Work task:
Please return every line in the following data that includes the string "until".

[Stored data entries]
-------
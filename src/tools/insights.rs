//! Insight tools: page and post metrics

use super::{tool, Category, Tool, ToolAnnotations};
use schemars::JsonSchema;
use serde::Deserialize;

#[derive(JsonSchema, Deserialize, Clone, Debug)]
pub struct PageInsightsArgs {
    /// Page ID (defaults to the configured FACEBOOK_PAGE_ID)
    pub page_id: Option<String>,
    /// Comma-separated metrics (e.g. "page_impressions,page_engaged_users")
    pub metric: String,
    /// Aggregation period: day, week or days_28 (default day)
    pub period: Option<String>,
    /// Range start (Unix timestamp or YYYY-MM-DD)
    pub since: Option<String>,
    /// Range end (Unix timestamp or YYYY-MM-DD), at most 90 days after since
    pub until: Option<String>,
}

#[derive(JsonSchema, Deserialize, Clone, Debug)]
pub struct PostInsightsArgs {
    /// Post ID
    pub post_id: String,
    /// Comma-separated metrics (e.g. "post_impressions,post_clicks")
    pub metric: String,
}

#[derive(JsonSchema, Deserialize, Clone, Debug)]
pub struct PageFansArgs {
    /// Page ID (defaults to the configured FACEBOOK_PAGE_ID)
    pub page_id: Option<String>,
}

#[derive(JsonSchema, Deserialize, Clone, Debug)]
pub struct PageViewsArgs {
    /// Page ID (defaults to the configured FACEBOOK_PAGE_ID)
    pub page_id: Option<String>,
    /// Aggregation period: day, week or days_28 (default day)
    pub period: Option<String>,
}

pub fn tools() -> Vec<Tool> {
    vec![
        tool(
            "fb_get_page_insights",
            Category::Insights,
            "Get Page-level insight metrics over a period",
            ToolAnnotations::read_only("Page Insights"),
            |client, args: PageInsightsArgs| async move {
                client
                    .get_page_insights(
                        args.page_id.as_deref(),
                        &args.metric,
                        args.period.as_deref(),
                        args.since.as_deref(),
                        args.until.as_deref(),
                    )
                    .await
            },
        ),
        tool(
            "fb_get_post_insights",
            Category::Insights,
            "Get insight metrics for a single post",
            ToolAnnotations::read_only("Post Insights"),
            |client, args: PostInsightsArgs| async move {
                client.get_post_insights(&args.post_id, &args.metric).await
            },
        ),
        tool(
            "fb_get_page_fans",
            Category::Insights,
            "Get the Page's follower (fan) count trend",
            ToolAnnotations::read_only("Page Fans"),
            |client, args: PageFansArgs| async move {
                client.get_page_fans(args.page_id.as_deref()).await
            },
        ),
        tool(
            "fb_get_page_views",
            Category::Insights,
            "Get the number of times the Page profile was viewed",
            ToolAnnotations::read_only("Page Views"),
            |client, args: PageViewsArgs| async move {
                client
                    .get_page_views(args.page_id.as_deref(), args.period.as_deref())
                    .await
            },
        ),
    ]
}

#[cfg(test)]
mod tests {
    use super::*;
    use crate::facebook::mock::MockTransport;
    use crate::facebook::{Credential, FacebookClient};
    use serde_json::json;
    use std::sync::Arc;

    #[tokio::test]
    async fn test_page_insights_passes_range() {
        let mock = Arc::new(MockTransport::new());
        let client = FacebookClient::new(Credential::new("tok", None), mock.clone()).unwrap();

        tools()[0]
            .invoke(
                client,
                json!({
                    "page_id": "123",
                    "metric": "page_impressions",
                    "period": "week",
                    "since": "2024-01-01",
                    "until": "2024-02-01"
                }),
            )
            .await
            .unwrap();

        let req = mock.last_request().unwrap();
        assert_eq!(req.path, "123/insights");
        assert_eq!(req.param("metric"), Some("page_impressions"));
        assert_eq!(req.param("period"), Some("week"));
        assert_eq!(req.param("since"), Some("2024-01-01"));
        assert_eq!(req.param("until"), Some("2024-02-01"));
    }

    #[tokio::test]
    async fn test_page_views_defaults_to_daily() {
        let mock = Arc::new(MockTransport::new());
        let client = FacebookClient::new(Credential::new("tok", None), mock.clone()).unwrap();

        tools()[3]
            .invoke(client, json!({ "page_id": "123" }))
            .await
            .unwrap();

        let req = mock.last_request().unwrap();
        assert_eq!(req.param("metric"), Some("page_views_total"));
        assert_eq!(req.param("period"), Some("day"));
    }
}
-------
Written reply:
    pub until: Option<String>,
                        args.until.as_deref(),
                    "until": "2024-02-01"
        assert_eq!(req.param("until"), Some("2024-02-01"));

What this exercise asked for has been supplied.